The result beat market expectations however, of a deeper drop to 862 million crowns, according to a Reuters poll, and the stock gained ground.

The company said in a statement that sales dipped to 4.68 billion crowns from 4.79 billion a year ago.

The market had expected a drop in to 4.31 billion, as many Czechs swapped their Marlboros for cheaper brands, often supplied by competitors of the Czech market leader.

Physical shipments rose 7.6 percent year-on-year, the company said, to 10.5 billion cigarettes.

Philip Morris stock, traditionally popular with investors for its high dividend yield of 6.05 percent, jumped 3.5 percent after the results to 10,271 crowns. It has lost 5 percent since January.
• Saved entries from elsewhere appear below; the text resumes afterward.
//! Test harness for the layer editor.
//!
//! Sets up a controller over an 800×800 surface placed at (100, 50) on the
//! page, with an edit panel tracker, and provides helpers for simulating
//! pointer interactions in page coordinates.

#![allow(dead_code)]

use super::CallbackTracker;
use slint_layer_editor::{
    BBox, EditorConfig, Layer, LayerEditorController, PathSurface, Point, Scene, SurfaceBounds,
};
use std::cell::Ref;

pub const SURFACE_LEFT: f32 = 100.0;
pub const SURFACE_TOP: f32 = 50.0;
pub const SURFACE_SIZE: f32 = 800.0;

/// Install a test logger once per process.
fn init_logging() {
    let _ = env_logger::builder().is_test(true).try_init();
}

pub struct EditorHarness {
    pub ctrl: LayerEditorController<PathSurface>,
    pub tracker: CallbackTracker,
}

impl EditorHarness {
    /// Create a new harness with default configuration.
    pub fn new() -> Self {
        Self::with_config(EditorConfig::default())
    }

    pub fn with_config(config: EditorConfig) -> Self {
        init_logging();
        let tracker = CallbackTracker::new();
        let ctrl = LayerEditorController::with_edit_panel(
            config,
            Box::new(tracker.clone()),
            SurfaceBounds::new(SURFACE_LEFT, SURFACE_TOP, SURFACE_SIZE, SURFACE_SIZE),
        );
        Self { ctrl, tracker }
    }

    /// Page position of a normalized point.
    pub fn page_pos(p: Point) -> (f32, f32) {
        (SURFACE_LEFT + p.x * SURFACE_SIZE, SURFACE_TOP + p.y * SURFACE_SIZE)
    }

    /// Page position of a layer's box center.
    pub fn layer_center(&self, index: usize) -> (f32, f32) {
        Self::page_pos(self.layer(index).bbox().center())
    }

    pub fn scene(&self) -> Ref<'_, Scene> {
        self.ctrl.scene()
    }

    pub fn layer(&self, index: usize) -> Layer {
        self.scene().layers()[index].clone()
    }

    pub fn bbox(&self, index: usize) -> BBox {
        *self.scene().layers()[index].bbox()
    }

    pub fn names(&self) -> Vec<String> {
        self.scene().layers().iter().map(|l| l.name().to_string()).collect()
    }

    pub fn assert_invariants(&self) {
        if let Err(msg) = self.scene().check_invariants() {
            panic!("scene invariant violated: {}", msg);
        }
    }

    // === Pointer event helpers ===

    pub fn mouse_move(&self, x: f32, y: f32) {
        self.ctrl.handle_pointer_moved(x, y);
    }

    pub fn mouse_down(&self, x: f32, y: f32) {
        self.ctrl.handle_pointer_pressed(x, y);
    }

    pub fn mouse_up(&self) {
        self.ctrl.handle_pointer_released();
    }

    pub fn mouse_leave(&self) {
        self.ctrl.handle_pointer_left();
    }

    /// Hover then press on a position, as a real pointer would.
    pub fn press_at(&self, x: f32, y: f32) {
        self.mouse_move(x, y);
        self.mouse_down(x, y);
    }

    /// Simulate a complete drag from start to end.
    pub fn drag(&self, start_x: f32, start_y: f32, end_x: f32, end_y: f32) {
        self.press_at(start_x, start_y);
        self.mouse_move(end_x, end_y);
        self.mouse_up();
    }

    /// Drop a palette entry at a page position. Returns the new index.
    pub fn drop_layer(&self, type_name: &str, x: f32, y: f32) -> usize {
        self.ctrl.handle_drop(type_name, x, y)
    }
}

impl Default for EditorHarness {
    fn default() -> Self {
        Self::new()
    }
}
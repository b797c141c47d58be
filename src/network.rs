//! Hand-off of the finished layer chain to the training side.

use crate::error::{EditorError, Result};
use crate::layer::Activation;
use crate::scene::Scene;
use log::info;
use serde::{Deserialize, Serialize};

/// One intermediate dense layer.
#[derive(Debug, Clone, PartialEq, Eq, Serialize, Deserialize)]
pub struct DenseLayerSpec {
    pub name: String,
    pub units: u32,
    pub activation: Option<Activation>,
}

/// Network definition consumed by the training engine.
///
/// Input size comes from the first layer, output size from the last, and
/// every layer in between becomes a dense layer, in order. No compatibility
/// checks are made.
#[derive(Debug, Clone, PartialEq, Eq, Serialize, Deserialize)]
pub struct NetworkSpec {
    pub input_size: u32,
    pub output_size: u32,
    pub hidden: Vec<DenseLayerSpec>,
}

impl NetworkSpec {
    pub fn from_scene(scene: &Scene) -> Self {
        // A scene always holds at least [Input, Output].
        let layers = scene.layers();
        let n = layers.len();

        let spec = Self {
            input_size: layers[0].node_count(),
            output_size: layers[n - 1].node_count(),
            hidden: layers[1..n - 1]
                .iter()
                .map(|layer| DenseLayerSpec {
                    name: layer.name().to_string(),
                    units: layer.node_count(),
                    activation: layer.activation(),
                })
                .collect(),
        };
        info!(
            "Built network spec: {} -> {} hidden -> {}",
            spec.input_size,
            spec.hidden.len(),
            spec.output_size
        );
        spec
    }

    pub fn to_json(&self) -> Result<String> {
        serde_json::to_string_pretty(self).map_err(EditorError::Serialize)
    }
}
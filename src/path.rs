//! Pixel-space shapes and their SVG path command encoding.
//!
//! Every shape the editor draws goes through [`Shape`], which a
//! [`Surface`](crate::surface::Surface) either consumes directly or turns into
//! path commands for a Slint `Path` element via [`Shape::to_path_commands`].

use crate::geometry::BBox;

/// Cubic bezier curve, in whatever space its points were built in.
#[derive(Debug, Clone, Copy, PartialEq)]
pub struct CubicBezier {
    pub p0: (f32, f32), // Start point
    pub p1: (f32, f32), // Control point 1
    pub p2: (f32, f32), // Control point 2
    pub p3: (f32, f32), // End point
}

impl CubicBezier {
    /// Connection curve from the center of `from` to the center of `to`.
    ///
    /// Control points extend horizontally by a third of each box's width, so
    /// the curve leaves and arrives with horizontal tangents.
    pub fn connecting(from: &BBox, to: &BBox) -> Self {
        let begin = from.center();
        let end = to.center();
        CubicBezier {
            p0: (begin.x, begin.y),
            p1: (begin.x + from.w / 3.0, begin.y),
            p2: (end.x - to.w / 3.0, end.y),
            p3: (end.x, end.y),
        }
    }

    /// Scale a normalized curve to a `width`×`height` pixel surface.
    pub fn scaled(&self, width: f32, height: f32) -> Self {
        let s = |p: (f32, f32)| (p.0 * width, p.1 * height);
        CubicBezier {
            p0: s(self.p0),
            p1: s(self.p1),
            p2: s(self.p2),
            p3: s(self.p3),
        }
    }
}

/// A drawable outline in pixel space.
#[derive(Debug, Clone, Copy, PartialEq)]
pub enum Shape {
    Rect { x: f32, y: f32, width: f32, height: f32 },
    RoundedRect { x: f32, y: f32, width: f32, height: f32, radius: f32 },
    Circle { cx: f32, cy: f32, radius: f32 },
    Curve(CubicBezier),
}

impl Shape {
    /// Rectangle covering a normalized box on a `width`×`height` surface.
    pub fn rect_over(bbox: &BBox, width: f32, height: f32) -> Shape {
        Shape::Rect {
            x: bbox.x * width,
            y: bbox.y * height,
            width: bbox.w * width,
            height: bbox.h * height,
        }
    }

    /// Generate SVG path commands for this shape.
    ///
    /// Rounded rectangles are traced counter-clockwise starting on the left
    /// edge, with the corner radius clamped to half the shorter side.
    pub fn to_path_commands(&self) -> String {
        match *self {
            Shape::Rect { x, y, width, height } => format!(
                "M {} {} L {} {} L {} {} L {} {} Z",
                x,
                y,
                x + width,
                y,
                x + width,
                y + height,
                x,
                y + height
            ),
            Shape::RoundedRect { x, y, width, height, radius } => {
                let r = radius.min(width.abs() / 2.0).min(height.abs() / 2.0).max(0.0);
                format!(
                    "M {} {} L {} {} A {r} {r} 0 0 0 {} {} L {} {} A {r} {r} 0 0 0 {} {} \
                     L {} {} A {r} {r} 0 0 0 {} {} L {} {} A {r} {r} 0 0 0 {} {} Z",
                    x,
                    y + r,
                    x,
                    y + height - r,
                    x + r,
                    y + height,
                    x + width - r,
                    y + height,
                    x + width,
                    y + height - r,
                    x + width,
                    y + r,
                    x + width - r,
                    y,
                    x + r,
                    y,
                    x,
                    y + r,
                    r = r
                )
            }
            Shape::Circle { cx, cy, radius } => format!(
                "M {} {} A {r} {r} 0 1 0 {} {} A {r} {r} 0 1 0 {} {} Z",
                cx - radius,
                cy,
                cx + radius,
                cy,
                cx - radius,
                cy,
                r = radius
            ),
            Shape::Curve(c) => format!(
                "M {} {} C {} {} {} {} {} {}",
                c.p0.0, c.p0.1, c.p1.0, c.p1.1, c.p2.0, c.p2.1, c.p3.0, c.p3.1
            ),
        }
    }
}
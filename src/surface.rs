//! Drawing surfaces.
//!
//! The render pass only ever talks to the [`Surface`] trait, so the scene can
//! be drawn into anything that can fill and stroke a [`Shape`] and place a
//! label. [`PathSurface`] is the Slint-facing implementation: it records each
//! draw call as a [`DrawCommand`] carrying SVG path commands, ready to be
//! pushed into a `VecModel` that backs a `Path` repeater in the UI.

use crate::path::Shape;
use serde::{Deserialize, Serialize};
use slint::{Color, Model, ModelRc, SharedString, VecModel};
use std::rc::Rc;

/// Font used for layer labels.
#[derive(Debug, Clone, PartialEq, Serialize, Deserialize)]
#[serde(default)]
pub struct Font {
    pub family: String,
    pub size: f32,
}

impl Default for Font {
    fn default() -> Self {
        Self { family: "serif".into(), size: 16.0 }
    }
}

/// Fill, stroke and line width for one draw call.
#[derive(Debug, Clone, Copy, PartialEq)]
pub struct Paint {
    pub fill: Option<Color>,
    pub stroke: Option<Color>,
    pub line_width: f32,
}

impl Paint {
    pub fn stroke_only(stroke: Color, line_width: f32) -> Self {
        Self { fill: None, stroke: Some(stroke), line_width }
    }

    pub fn fill_and_stroke(fill: Color, stroke: Color, line_width: f32) -> Self {
        Self { fill: Some(fill), stroke: Some(stroke), line_width }
    }
}

/// A write-only drawing sink with pixel dimensions.
pub trait Surface {
    /// Pixel size of the drawable area as `(width, height)`.
    fn size(&self) -> (f32, f32);

    /// Erase everything drawn so far.
    fn clear(&mut self);

    /// Fill and/or stroke a shape.
    fn draw_shape(&mut self, shape: &Shape, paint: &Paint);

    /// Draw `text` centered (horizontally and vertically) on `(x, y)`.
    fn draw_label(&mut self, text: &str, x: f32, y: f32, font: &Font, color: Color);
}

/// What a [`DrawCommand`] draws.
#[derive(Debug, Clone, Copy, PartialEq, Eq)]
pub enum DrawKind {
    Path,
    Label,
}

/// One recorded draw call.
///
/// For `Path` commands `commands` holds SVG path data and `text` is empty;
/// for `Label` commands `text` holds the label and `(x, y)` its center.
#[derive(Debug, Clone, PartialEq)]
pub struct DrawCommand {
    pub kind: DrawKind,
    pub commands: SharedString,
    pub fill: Color,
    pub stroke: Color,
    pub line_width: f32,
    pub text: SharedString,
    pub x: f32,
    pub y: f32,
    pub font_size: f32,
    pub font_family: SharedString,
}

/// Surface that records draw calls as path commands for a Slint canvas.
pub struct PathSurface {
    width: f32,
    height: f32,
    commands: Vec<DrawCommand>,
    shapes: Vec<Shape>,
}

impl PathSurface {
    pub fn new(width: f32, height: f32) -> Self {
        Self { width, height, commands: Vec::new(), shapes: Vec::new() }
    }

    /// Resize the surface; takes effect on the next render pass.
    pub fn set_size(&mut self, width: f32, height: f32) {
        self.width = width;
        self.height = height;
    }

    /// Commands recorded since the last [`Surface::clear`].
    pub fn commands(&self) -> &[DrawCommand] {
        &self.commands
    }

    /// Shapes recorded since the last clear, in draw order.
    pub fn shapes(&self) -> &[Shape] {
        &self.shapes
    }

    /// Labels recorded since the last clear, in draw order.
    pub fn labels(&self) -> impl Iterator<Item = &str> + '_ {
        self.commands
            .iter()
            .filter(|c| c.kind == DrawKind::Label)
            .map(|c| c.text.as_str())
    }

    /// Sync the recorded commands into a Slint model.
    ///
    /// Existing rows are overwritten in place and excess rows removed, so a
    /// bound `for` repeater only re-instantiates what actually changed.
    pub fn sync_to_model(&self, model: &VecModel<DrawCommand>) {
        for (i, cmd) in self.commands.iter().enumerate() {
            if i < model.row_count() {
                model.set_row_data(i, cmd.clone());
            } else {
                model.push(cmd.clone());
            }
        }
        while model.row_count() > self.commands.len() {
            model.remove(model.row_count() - 1);
        }
    }

    /// Snapshot of the recorded commands as a fresh model.
    pub fn to_model(&self) -> ModelRc<DrawCommand> {
        ModelRc::from(Rc::new(VecModel::from(self.commands.clone())))
    }
}

impl Surface for PathSurface {
    fn size(&self) -> (f32, f32) {
        (self.width, self.height)
    }

    fn clear(&mut self) {
        self.commands.clear();
        self.shapes.clear();
    }

    fn draw_shape(&mut self, shape: &Shape, paint: &Paint) {
        self.shapes.push(*shape);
        self.commands.push(DrawCommand {
            kind: DrawKind::Path,
            commands: shape.to_path_commands().into(),
            fill: paint.fill.unwrap_or_else(|| Color::from_argb_u8(0, 0, 0, 0)),
            stroke: paint.stroke.unwrap_or_else(|| Color::from_argb_u8(0, 0, 0, 0)),
            line_width: paint.line_width,
            text: SharedString::default(),
            x: 0.0,
            y: 0.0,
            font_size: 0.0,
            font_family: SharedString::default(),
        });
    }

    fn draw_label(&mut self, text: &str, x: f32, y: f32, font: &Font, color: Color) {
        self.commands.push(DrawCommand {
            kind: DrawKind::Label,
            commands: SharedString::default(),
            fill: color,
            stroke: Color::from_argb_u8(0, 0, 0, 0),
            line_width: 0.0,
            text: text.into(),
            x,
            y,
            font_size: font.size,
            font_family: font.family.as_str().into(),
        });
    }
}
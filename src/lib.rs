//! # Slint Layer Editor
//!
//! An interactive editor for assembling a neural network as a chain of
//! layers. Layer types are dragged from a palette onto a drawing surface,
//! wired in order from Input to Output, repositioned by dragging, and edited
//! (name, node count) through an external edit panel. The finished chain is
//! handed to a training engine as a [`NetworkSpec`].
//!
//! ## Core Pieces
//!
//! - [`Scene`] - Ordered layers plus hover / grab / edit state
//! - [`Layer`] - A positioned, styled node; [`LayerKind`] picks its outline
//! - [`LayerEditorController`] - Pointer and drop event state machine
//! - [`Surface`] - Drawing sink; [`PathSurface`] records SVG paths for Slint
//! - [`render_scene`] - Curves first, then nodes
//!
//! ## Coordinates
//!
//! All layer geometry lives in normalized surface space (`[0,1]×[0,1]`,
//! top-left origin) and is scaled to pixels only while drawing.
//! [`to_normalized`] maps raw pointer positions into that space.

pub mod config;
pub mod controller;
pub mod coords;
pub mod error;
pub mod geometry;
pub mod layer;
pub mod network;
pub mod palette;
pub mod path;
pub mod render;
pub mod scene;
pub mod surface;

pub use config::EditorConfig;
pub use controller::{CursorShape, InteractionState, LayerEditorController};
pub use coords::{to_normalized, SurfaceBounds};
pub use error::{EditorError, Result};
pub use geometry::{BBox, Point};
pub use layer::{Activation, Layer, LayerKind, LayerStyle};
pub use network::{DenseLayerSpec, NetworkSpec};
pub use palette::{render_thumbnail, Palette, PaletteEntry};
pub use path::{CubicBezier, Shape};
pub use render::render_scene;
pub use scene::{parse_node_count, EditPanel, LayerSnapshot, NoEditPanel, Scene};
pub use surface::{DrawCommand, DrawKind, Font, Paint, PathSurface, Surface};
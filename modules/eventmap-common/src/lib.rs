pub mod config;
pub mod error;
pub mod geo;
pub mod types;

pub use config::{GenerationConfig, PolicyConfig};
pub use error::EventMapError;
pub use geo::*;
pub use types::*;
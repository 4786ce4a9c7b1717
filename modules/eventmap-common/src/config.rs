use std::str::FromStr;

use chrono::Duration;

use crate::error::EventMapError;

const DEFAULT_COOLDOWN_SECS: i64 = 300;
const DEFAULT_MIN_EVENT_SPACING_KM: f64 = 0.5;
const DEFAULT_MAX_VIEWPORT_RADIUS_KM: f64 = 25.0;
const DEFAULT_MAX_EVENTS_PER_REQUEST: u32 = 5;
const DEFAULT_MODEL: &str = "claude-haiku-4-5-20251001";

/// Knobs for passive AI event generation. Loaded once at startup and never
/// mutated afterwards.
#[derive(Debug, Clone, PartialEq)]
pub struct PolicyConfig {
    /// Minimum time between two generation attempts for the same caller context.
    pub cooldown: Duration,
    /// Minimum comfortable distance between two events on the map.
    pub min_event_spacing_km: f64,
    /// Viewports larger than this are considered zoomed out and never generate.
    pub max_viewport_radius_km: f64,
    /// Upper bound on events synthesized per accepted request.
    pub max_events_per_request: u32,
}

impl Default for PolicyConfig {
    fn default() -> Self {
        Self {
            cooldown: Duration::seconds(DEFAULT_COOLDOWN_SECS),
            min_event_spacing_km: DEFAULT_MIN_EVENT_SPACING_KM,
            max_viewport_radius_km: DEFAULT_MAX_VIEWPORT_RADIUS_KM,
            max_events_per_request: DEFAULT_MAX_EVENTS_PER_REQUEST,
        }
    }
}

impl PolicyConfig {
    pub fn validate(&self) -> Result<(), EventMapError> {
        if self.cooldown < Duration::zero() {
            return Err(EventMapError::Config("cooldown must not be negative".into()));
        }
        if !(self.min_event_spacing_km.is_finite() && self.min_event_spacing_km > 0.0) {
            return Err(EventMapError::Config(format!(
                "min_event_spacing_km must be a positive number, got {}",
                self.min_event_spacing_km
            )));
        }
        if !(self.max_viewport_radius_km.is_finite() && self.max_viewport_radius_km > 0.0) {
            return Err(EventMapError::Config(format!(
                "max_viewport_radius_km must be a positive number, got {}",
                self.max_viewport_radius_km
            )));
        }
        if self.max_events_per_request == 0 {
            return Err(EventMapError::Config(
                "max_events_per_request must be at least 1".into(),
            ));
        }
        Ok(())
    }
}

/// Process-wide configuration for the generation pipeline.
/// Policy knobs have defaults; the Anthropic key is optional so the policy can
/// run without a generator attached.
#[derive(Debug, Clone)]
pub struct GenerationConfig {
    pub policy: PolicyConfig,
    pub anthropic_api_key: Option<String>,
    pub model: String,
}

impl GenerationConfig {
    pub fn from_env() -> Result<Self, EventMapError> {
        dotenvy::dotenv().ok();
        let config = Self::from_lookup(|key| std::env::var(key).ok())?;
        config.log_keys();
        Ok(config)
    }

    /// Build from an arbitrary key lookup. `from_env` delegates here.
    pub fn from_lookup<F>(lookup: F) -> Result<Self, EventMapError>
    where
        F: Fn(&str) -> Option<String>,
    {
        let cooldown_secs: i64 =
            parse_or(&lookup, "PASSIVE_GEN_COOLDOWN_SECS", DEFAULT_COOLDOWN_SECS)?;
        let cooldown = Duration::try_seconds(cooldown_secs).ok_or_else(|| {
            EventMapError::Config(format!("PASSIVE_GEN_COOLDOWN_SECS={cooldown_secs} is out of range"))
        })?;

        let policy = PolicyConfig {
            cooldown,
            min_event_spacing_km: parse_or(
                &lookup,
                "PASSIVE_GEN_MIN_EVENT_SPACING_KM",
                DEFAULT_MIN_EVENT_SPACING_KM,
            )?,
            max_viewport_radius_km: parse_or(
                &lookup,
                "PASSIVE_GEN_MAX_VIEWPORT_RADIUS_KM",
                DEFAULT_MAX_VIEWPORT_RADIUS_KM,
            )?,
            max_events_per_request: parse_or(
                &lookup,
                "PASSIVE_GEN_MAX_EVENTS_PER_REQUEST",
                DEFAULT_MAX_EVENTS_PER_REQUEST,
            )?,
        };
        policy.validate()?;

        Ok(Self {
            policy,
            anthropic_api_key: lookup("ANTHROPIC_API_KEY").filter(|k| !k.trim().is_empty()),
            model: lookup("PASSIVE_GEN_MODEL").unwrap_or_else(|| DEFAULT_MODEL.to_string()),
        })
    }

    fn log_keys(&self) {
        fn preview(val: &str) -> String {
            let head: String = val.chars().take(5).collect();
            format!("{}...({} chars)", head, val.len())
        }

        tracing::info!("Config loaded:");
        tracing::info!(
            "  ANTHROPIC_API_KEY: {}",
            self.anthropic_api_key
                .as_deref()
                .map(preview)
                .unwrap_or_else(|| "<not set>".to_string())
        );
        tracing::info!("  PASSIVE_GEN_MODEL: {}", self.model);
        tracing::info!(
            cooldown_secs = self.policy.cooldown.num_seconds(),
            min_event_spacing_km = self.policy.min_event_spacing_km,
            max_viewport_radius_km = self.policy.max_viewport_radius_km,
            max_events_per_request = self.policy.max_events_per_request,
            "  Policy"
        );
    }
}

fn parse_or<F, T>(lookup: &F, key: &str, default: T) -> Result<T, EventMapError>
where
    F: Fn(&str) -> Option<String>,
    T: FromStr,
    T::Err: std::fmt::Display,
{
    match lookup(key) {
        Some(raw) if !raw.trim().is_empty() => raw
            .trim()
            .parse()
            .map_err(|e| EventMapError::Config(format!("{key}={raw:?} is invalid: {e}"))),
        _ => Ok(default),
    }
}

#[cfg(test)]
mod tests {
    use super::*;
    use std::collections::HashMap;

    fn lookup_from(pairs: &[(&str, &str)]) -> impl Fn(&str) -> Option<String> {
        let map: HashMap<String, String> = pairs
            .iter()
            .map(|(k, v)| (k.to_string(), v.to_string()))
            .collect();
        move |key: &str| map.get(key).cloned()
    }

    #[test]
    fn defaults_apply_when_unset() {
        let config = GenerationConfig::from_lookup(lookup_from(&[])).unwrap();
        assert_eq!(config.policy, PolicyConfig::default());
        assert!(config.anthropic_api_key.is_none());
        assert_eq!(config.model, DEFAULT_MODEL);
    }

    #[test]
    fn overrides_are_parsed() {
        let config = GenerationConfig::from_lookup(lookup_from(&[
            ("PASSIVE_GEN_COOLDOWN_SECS", "60"),
            ("PASSIVE_GEN_MIN_EVENT_SPACING_KM", "0.25"),
            ("PASSIVE_GEN_MAX_VIEWPORT_RADIUS_KM", "10"),
            ("PASSIVE_GEN_MAX_EVENTS_PER_REQUEST", "3"),
            ("ANTHROPIC_API_KEY", "sk-ant-test"),
        ]))
        .unwrap();
        assert_eq!(config.policy.cooldown, Duration::seconds(60));
        assert_eq!(config.policy.min_event_spacing_km, 0.25);
        assert_eq!(config.policy.max_viewport_radius_km, 10.0);
        assert_eq!(config.policy.max_events_per_request, 3);
        assert_eq!(config.anthropic_api_key.as_deref(), Some("sk-ant-test"));
    }

    #[test]
    fn garbage_number_is_a_config_error() {
        let err = GenerationConfig::from_lookup(lookup_from(&[(
            "PASSIVE_GEN_MAX_EVENTS_PER_REQUEST",
            "lots",
        )]))
        .unwrap_err();
        assert!(matches!(err, EventMapError::Config(_)));
    }

    #[test]
    fn zero_spacing_is_rejected() {
        let err = GenerationConfig::from_lookup(lookup_from(&[(
            "PASSIVE_GEN_MIN_EVENT_SPACING_KM",
            "0",
        )]))
        .unwrap_err();
        assert!(matches!(err, EventMapError::Config(_)));
    }

    #[test]
    fn zero_max_events_is_rejected() {
        let config = PolicyConfig {
            max_events_per_request: 0,
            ..PolicyConfig::default()
        };
        assert!(config.validate().is_err());
    }

    #[test]
    fn blank_api_key_counts_as_unset() {
        let config =
            GenerationConfig::from_lookup(lookup_from(&[("ANTHROPIC_API_KEY", "  ")])).unwrap();
        assert!(config.anthropic_api_key.is_none());
    }
}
"Competition had cheaper brands on the market longer than they had, so they have lost some market share. Now, as it has equalled a bit, their market share may stabilise," said Dan Karpisek, an analyst at UniCredit Global research.

The government raised cigarette taxes by some 7-9 crowns per pack in April, adding to the hike last year which was only shown in early 2007 sales due to stockpiling.

Yet another tax hike will come in January, which analysts said will continue to pressure sales and margins.

Philip Morris is part of the Altria Group .

[PRAGUE/Reuters/Finance.cz]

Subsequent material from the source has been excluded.